Re: Proposal for distributions within SBML

Joerg R. Weimar

unread,

May 6, 2005, 4:37:19 AM5/6/05

to SBML Discussion List

Hi Colin,

Introducing random variables is useful for many projects. I find it
problematic to introduce only a fixed set of distribution functions. How
about defining a random variable with a PDF or CDF given by a MathML
function which can then be defined by the user or compared to a standard
set of functions. A second problem is that you only included
one-dimensional distributions, and not multi-dimensional distributions.

I think we should look more closely into the MathML and use it to
specify random variables. For example, the specification mentions the
types random_variable, continuous_random_variable, and
discrete_random_variable

so that I think, one can declare

<declare type="discrete_random_variable">
<ci> X </ci>
</declare>

or

<ci type="discrete_random_variable"> X </ci>

but I have not found out how the distribution can be declared. In any
case, I would prefer to have a construct where I can define X as a
discrete random variable with support {0,1} and
p(0) = 0.1 and p(1) = 0.9

And similarly for continuous variables.

X a continuous random variable with support [0,1) and
p(X=x) = 2 x

(just as an example).

Best regards, Jörg Weimar.

Colin Gillespie wrote:
> Hi All,
>
> Since the list has been relatively quite in the past few days ;) I thought that now would be the time to request thoughts on this proposal for distributions within SBML. There a number issues still to be resolved, so hopefully I'll get lots of feedback on the document.
>
> I'm at the Hackathon, so feel free to flame me in person ;)
>
> The proposal can be found at http://www.basis.ncl.ac.uk/distributions.pdf
>
> Thanks
>
> Colin
>
>
>
>
>
>
>

--
Privatdozent Dr.

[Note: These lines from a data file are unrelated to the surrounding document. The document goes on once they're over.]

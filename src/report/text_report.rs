//! Plain-text Report Rendering

use super::analyzer::AnalysisResult;
use crate::scoring::risk::{Condition, RiskAssessment};
use std::fmt::{self, Write};

const RULE_WIDTH: usize = 70;

const TITLE: &str = "EYE TRACKING SCREENING REPORT";

/// Text report over one analysis result.
///
/// Sections are always written in the same order: header, overall
/// assessment, per-condition breakdown, disclaimer.
pub struct TextReport<'a> {
    result: &'a AnalysisResult,
}

impl<'a> TextReport<'a> {
    pub fn new(result: &'a AnalysisResult) -> Self {
        Self { result }
    }

    fn write_header(&self, f: &mut impl Write) -> fmt::Result {
        writeln!(f, "{}", "=".repeat(RULE_WIDTH))?;
        writeln!(f, "{}", TITLE)?;
        writeln!(f, "{}", "=".repeat(RULE_WIDTH))?;
        writeln!(f)?;

        let session = &self.result.session;
        if let Some(subject) = &session.subject_id {
            writeln!(f, "Subject ID: {}", subject)?;
        }
        if let Some(id) = &session.session_id {
            writeln!(f, "Session ID: {}", id)?;
        }
        if let Some(task) = &session.task_type {
            writeln!(f, "Task Type: {}", task)?;
        }
        writeln!(
            f,
            "Recording: {} samples over {:.0} ms ({} saccades, {} fixations)",
            self.result.sample_count,
            self.result.duration_ms,
            self.result.saccade_count,
            self.result.fixation_count
        )?;
        writeln!(f)
    }

    fn write_overall(&self, f: &mut impl Write) -> fmt::Result {
        let summary = &self.result.summary;
        writeln!(f, "OVERALL ASSESSMENT")?;
        writeln!(f, "{}", "-".repeat(RULE_WIDTH))?;
        writeln!(f, "Risk Level: {}", summary.overall_risk_level)?;
        if let Some(condition) = summary.highest_risk_condition {
            writeln!(
                f,
                "Highest Risk: {} (Score: {:.2})",
                heading(condition),
                summary.highest_risk_score
            )?;
        }
        writeln!(f)
    }

    fn write_conditions(&self, f: &mut impl Write) -> fmt::Result {
        writeln!(f, "CONDITION-SPECIFIC ANALYSIS")?;
        writeln!(f, "{}", "-".repeat(RULE_WIDTH))?;

        for (condition, assessment) in &self.result.disease_analysis {
            write_assessment(f, *condition, assessment)?;
        }
        writeln!(f)
    }

    fn write_footer(&self, f: &mut impl Write) -> fmt::Result {
        writeln!(f, "{}", "=".repeat(RULE_WIDTH))?;
        writeln!(f, "Note: This analysis is for screening purposes only.")?;
        writeln!(f, "Please consult healthcare professionals for diagnosis.")?;
        write!(f, "{}", "=".repeat(RULE_WIDTH))
    }
}

fn heading(condition: Condition) -> String {
    condition.display_name().to_uppercase()
}

fn write_assessment(f: &mut impl Write, condition: Condition, assessment: &RiskAssessment) -> fmt::Result {
    writeln!(f)?;
    writeln!(f, "{}", heading(condition))?;
    writeln!(f, "  Risk Score: {:.2}", assessment.risk_score)?;
    writeln!(f, "  Risk Level: {}", assessment.risk_level)?;
    writeln!(f, "  Detection Method: {}", assessment.detection_method)?;

    if assessment.indicators.is_empty() {
        writeln!(f, "  Indicators: None detected")?;
    } else {
        writeln!(f, "  Indicators:")?;
        for indicator in &assessment.indicators {
            writeln!(f, "    - {}", indicator)?;
        }
    }

    if !assessment.recommendations.is_empty() {
        writeln!(f, "  Recommendations:")?;
        for recommendation in &assessment.recommendations {
            writeln!(f, "    - {}", recommendation)?;
        }
    }
    Ok(())
}

impl fmt::Display for TextReport<'_> {
    fn fmt(&self, f: &mut fmt::Formatter<'_>) -> fmt::Result {
        self.write_header(f)?;
        self.write_overall(f)?;
        self.write_conditions(f)?;
        self.write_footer(f)
    }
}

/// Render the human-readable report
pub fn render_report(result: &AnalysisResult) -> String {
    TextReport::new(result).to_string()
}

#[cfg(test)]
mod tests {
    use super::*;
    use crate::report::analyzer::Analyzer;
    use crate::signal::series::{GazeSeries, SessionInfo};

    fn result(conditions: Option<&[Condition]>) -> AnalysisResult {
        let t: Vec<f64> = (0..300).map(|i| i as f64).collect();
        let series = GazeSeries::new(t, vec![100.0; 300], vec![100.0; 300], None)
            .unwrap()
            .with_session(SessionInfo {
                subject_id: Some("S042".to_string()),
                task_type: Some("reading".to_string()),
                ..Default::default()
            });
        Analyzer::default().analyze(&series, conditions)
    }

    #[test]
    fn test_sections_in_order() {
        let report = render_report(&result(None));

        let header = report.find(TITLE).unwrap();
        let overall = report.find("OVERALL ASSESSMENT").unwrap();
        let breakdown = report.find("CONDITION-SPECIFIC ANALYSIS").unwrap();
        let footer = report.find("Note: This analysis is for screening purposes only.").unwrap();
        assert!(header < overall && overall < breakdown && breakdown < footer);

        let parkinsons = report.find("\nPARKINSONS\n").unwrap();
        let adhd = report.find("\nADHD\n").unwrap();
        assert!(parkinsons < adhd);
    }

    #[test]
    fn test_header_lists_present_metadata_only() {
        let report = render_report(&result(None));
        assert!(report.contains("Subject ID: S042"));
        assert!(report.contains("Task Type: reading"));
        assert!(!report.contains("Session ID:"));
    }

    #[test]
    fn test_condition_block() {
        let report = render_report(&result(Some(&[Condition::Parkinsons])));
        assert!(report.contains("  Risk Score: "));
        assert!(report.contains("  Detection Method: rule-based"));
        assert!(report.contains("    - Reduced saccade velocity detected"));
        assert!(report.contains("Highest Risk: PARKINSONS (Score: "));
    }

    #[test]
    fn test_no_indicators() {
        let mut result = result(Some(&[Condition::Asd]));
        if let Some(a) = result.disease_analysis.get_mut(&Condition::Asd) {
            a.indicators.clear();
            a.recommendations.clear();
        }
        let report = render_report(&result);
        assert!(report.contains("  Indicators: None detected"));
        assert!(!report.contains("Recommendations:"));
    }

    #[test]
    fn test_empty_selection_has_no_highest_risk() {
        let report = render_report(&result(Some(&[])));
        assert!(report.contains("Risk Level: Low"));
        assert!(!report.contains("Highest Risk:"));
        assert!(report.ends_with(&"=".repeat(RULE_WIDTH)));
    }
}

Jörg R. Weimar, Arbeitsgruppe Bioinformatik,
Institut für Informationssysteme, TU-Braunschweig
J.We...@tu-bs.de, http://www.jweimar.de
Tel. +49-531-2096237 Mühlenpfordtstr.23 D-38106 Braunschweig

Colin Gillespie

unread,

May 7, 2005, 11:05:55 PM5/7/05

to SBML Discussion List

Hi All,

Thanking about distributions a bit more - during a long stroll in a Tokyo garden ;) What about trying something like this?

The proposal still only includes a small number of distributions - perhaps a few more than has been defined, but small nevertheless.

Then additional distributions could be defined using a combination of a controlled vocabulary.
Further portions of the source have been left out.